Some of the pillars in the prevention of disease are: a balanced diet, exercising regularly, avoiding and correcting obesity, and periodic consultations with a gastroenterologist. Ensuring good digestive health, alongside an early diagnosis – obtained with regular analyses, colonoscopies and endoscopies – are considered the most effective way to reduce mortality, including cancer.

As far as food is concerned, it is importance to mention intestinal microbiome. Like the human genome, the intestinal microbiome represents the genetic heritage of the microorganisms that live within us: an ecosystem of more than 100 trillion (mostly bacteria) that live in our digestive system. According to scientists, a number far superior to the stars in the universe.

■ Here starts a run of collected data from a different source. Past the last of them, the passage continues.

//! # Manual Sync Trigger
//!
//! Administrative surface: push chosen entities of one tenant now.
//!
//! ```text
//! ManualSyncRequest { tenant_id, kind, ids[] }
//!        │
//!        ▼
//!   load context ──► take tenant lock ──► sync_many ──► release lock
//!        │                  │                  │
//!   NotFound /        RunInProgress      one Sync Log entry
//!   Disabled
//!        ▼
//! ManualSyncResponse { success, processed, failed, errors[] }
//! ```
//!
//! This is also the retry path: `failed` mappings are never picked up
//! automatically, an admin re-submits their ids here.

use chrono::Utc;
use serde::{Deserialize, Serialize};
use std::sync::Arc;
use tracing::{info, Instrument};

use tally_core::{EntityKind, ItemError, TriggerSource};
use tally_db::Database;

use crate::client::ApiFactory;
use crate::context::TenantAccountingContext;
use crate::error::{SyncError, SyncResult};
use crate::lock::TenantRunLock;
use crate::operations::{BatchSummary, SyncEngine};

fn default_trigger() -> TriggerSource {
    TriggerSource::Manual
}

/// Request to push specific entities of one tenant.
#[derive(Debug, Clone, Serialize, Deserialize)]
pub struct ManualSyncRequest {
    pub tenant_id: String,
    pub kind: EntityKind,
    pub ids: Vec<String>,
    #[serde(default = "default_trigger")]
    pub triggered_by: TriggerSource,
}

impl ManualSyncRequest {
    pub fn new(tenant_id: impl Into<String>, kind: EntityKind, ids: Vec<String>) -> Self {
        ManualSyncRequest {
            tenant_id: tenant_id.into(),
            kind,
            ids,
            triggered_by: TriggerSource::Manual,
        }
    }

    /// Same request, recorded as coming from the API.
    pub fn via_api(mut self) -> Self {
        self.triggered_by = TriggerSource::Api;
        self
    }
}

/// Outcome of a manual trigger.
#[derive(Debug, Clone, PartialEq, Eq, Serialize, Deserialize)]
pub struct ManualSyncResponse {
    /// True when no entity failed.
    pub success: bool,
    pub processed: u32,
    pub failed: u32,
    pub errors: Vec<ItemError>,
}

impl From<BatchSummary> for ManualSyncResponse {
    fn from(summary: BatchSummary) -> Self {
        ManualSyncResponse {
            success: summary.failed == 0,
            processed: summary.processed,
            failed: summary.failed,
            errors: summary.errors,
        }
    }
}

/// Runs manual sync requests under the tenant lock.
#[derive(Clone)]
pub struct ManualTrigger {
    engine: SyncEngine,
    factory: Arc<dyn ApiFactory>,
    lock: TenantRunLock,
}

impl ManualTrigger {
    pub fn new(db: Database, factory: Arc<dyn ApiFactory>, lock: TenantRunLock) -> Self {
        ManualTrigger {
            engine: SyncEngine::new(db),
            factory,
            lock,
        }
    }

    /// Pushes the requested entities.
    ///
    /// ## Errors
    /// - `Validation` if no ids are given
    /// - `NotFound` / `IntegrationDisabled` / `InvalidConfig` for the tenant
    /// - `RunInProgress` if another run holds the tenant lock
    ///
    /// Entity failures are not errors here: they come back in the response.
    pub async fn trigger(&self, request: ManualSyncRequest) -> SyncResult<ManualSyncResponse> {
        let span = tracing::info_span!(
            "manual_sync",
            tenant_id = %request.tenant_id,
            kind = %request.kind
        );
        self.run(request).instrument(span).await
    }

    async fn run(&self, request: ManualSyncRequest) -> SyncResult<ManualSyncResponse> {
        let ids = dedup(request.ids);
        if ids.is_empty() {
            return Err(SyncError::Validation("at least one id is required".into()));
        }

        let ctx =
            TenantAccountingContext::load(self.engine.db(), self.factory.as_ref(), &request.tenant_id)
                .await?;

        let lease = self.lock.acquire(&ctx.tenant_id, Utc::now()).await?;
        let result = self
            .engine
            .sync_many(&ctx, request.kind, &ids, request.triggered_by)
            .await;
        self.lock.release(lease).await;

        let response = ManualSyncResponse::from(result?);
        info!(
            processed = response.processed,
            failed = response.failed,
            "Manual sync finished"
        );
        Ok(response)
    }
}

/// Drops blank and repeated ids, keeping first-seen order.
fn dedup(ids: Vec<String>) -> Vec<String> {
    let mut seen = std::collections::HashSet::new();
    ids.into_iter()
        .map(|id| id.trim().to_string())
        .filter(|id| !id.is_empty() && seen.insert(id.clone()))
        .collect()
}

#[cfg(test)]
mod tests {
    use super::*;
    use crate::testing::*;
    use std::time::Duration;
    use tally_core::{MappingKind, MappingStatus};

    fn trigger(db: &Database, api: Arc<FakeApi>) -> ManualTrigger {
        ManualTrigger::new(
            db.clone(),
            Arc::new(FakeFactory::new(api)),
            TenantRunLock::new(db.clone(), Duration::from_secs(600)),
        )
    }

    #[test]
    fn test_dedup_ids() {
        let ids = vec!["a".into(), " b ".into(), "a".into(), "".into()];
        assert_eq!(dedup(ids), vec!["a".to_string(), "b".to_string()]);
    }

    #[test]
    fn test_request_defaults_to_manual() {
        let request: ManualSyncRequest =
            serde_json::from_str(r#"{"tenant_id":"t1","kind":"invoice","ids":["o1"]}"#).unwrap();
        assert_eq!(request.triggered_by, TriggerSource::Manual);
        assert_eq!(request.kind, EntityKind::Invoice);
    }

    #[tokio::test]
    async fn test_retry_after_failure() {
        let db = test_db().await;
        seed_tenant(&db, "t1").await;
        seed_customer(&db, "t1", "c1", "Kari", "Nordmann").await;
        let api = FakeApi::new();
        let trigger = trigger(&db, api.clone());

        api.fail_on("Kari Nordmann");
        let first = trigger
            .trigger(ManualSyncRequest::new("t1", EntityKind::Customer, vec!["c1".into()]))
            .await
            .unwrap();
        assert!(!first.success);
        assert_eq!(first.failed, 1);
        assert_eq!(first.errors[0].local_id, "c1");

        api.recover("Kari Nordmann");
        let retry = trigger
            .trigger(ManualSyncRequest::new("t1", EntityKind::Customer, vec!["c1".into()]).via_api())
            .await
            .unwrap();
        assert!(retry.success);
        assert_eq!(retry.processed, 1);

        let m = db.mappings().get("t1", MappingKind::Customer, "c1").await.unwrap().unwrap();
        assert_eq!(m.status, MappingStatus::Synced);
        assert_eq!(m.error_message, None);
        assert!(db.settings().active_run_since("t1").await.unwrap().is_none());
    }

    #[tokio::test]
    async fn test_rejected_while_run_active() {
        let db = test_db().await;
        seed_tenant(&db, "t1").await;
        seed_customer(&db, "t1", "c1", "Kari", "Nordmann").await;
        let api = FakeApi::new();
        let trigger = trigger(&db, api.clone());

        assert!(db
            .settings()
            .try_begin_run("t1", Utc::now(), Duration::from_secs(600))
            .await
            .unwrap()
            .is_some());

        let err = trigger
            .trigger(ManualSyncRequest::new("t1", EntityKind::Customer, vec!["c1".into()]))
            .await
            .unwrap_err();
        assert!(matches!(err, SyncError::RunInProgress { .. }));
        assert!(api.calls().is_empty());
    }

    #[tokio::test]
    async fn test_rejects_empty_and_disabled() {
        let db = test_db().await;
        seed_tenant(&db, "t1").await;
        let trigger = trigger(&db, FakeApi::new());

        let err = trigger
            .trigger(ManualSyncRequest::new("t1", EntityKind::Customer, vec![" ".into()]))
            .await
            .unwrap_err();
        assert!(matches!(err, SyncError::Validation(_)));

        db.settings().set_enabled("t1", false).await.unwrap();
        let err = trigger
            .trigger(ManualSyncRequest::new("t1", EntityKind::Customer, vec!["c1".into()]))
            .await
            .unwrap_err();
        assert!(matches!(err, SyncError::IntegrationDisabled { .. }));
    }
}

It is now known that these microorganisms can help prevent and regulate infections throughout the body, from respiratory problems, metabolic, inflammatory, urinary tract diseases, allergies, or even diseases of the intestine itself.

The composition of the microbiome evolves throughout life, as the result of different external influences. A diversified diet, associated with healthy lifestyle habits, will have a positive impact on the digestive system, resulting in an increase of the protective bacteria.

The consumption of prebiotics and probiotics also helps to optimise the microbiome. Prebiotics function as food for microorganisms and are present in vegetables and fruits (e.g. garlic, onions, asparagus, tomatoes, bananas, plums, apples, nuts, almonds, grains and cereals).

On the other hand, probiotics are microorganisms that are beneficial to our health, digestive comfort, regulation of the immune system, compensate external aggression such as stress, poor diet or when we are taking antibiotics. Most probiotics originate from bacteria commonly used to ferment food, such as those found in yoghurts and fermented milk.

Therefore, the food we eat daily not only feeds our bodies but also nourishes trillions of microorganisms that live in our digestive system, without which it would be difficult to survive. Despite the growing scientific evidence on the importance of microbiome, much remains to be known about the function of this “organ”.

Until then, let us remember Hippocrates’ famous phrase (father of medicine, third century BC): “All diseases begin in the intestine and, in the same way, the cure also begins there.” So, let’s take care of our microbiome.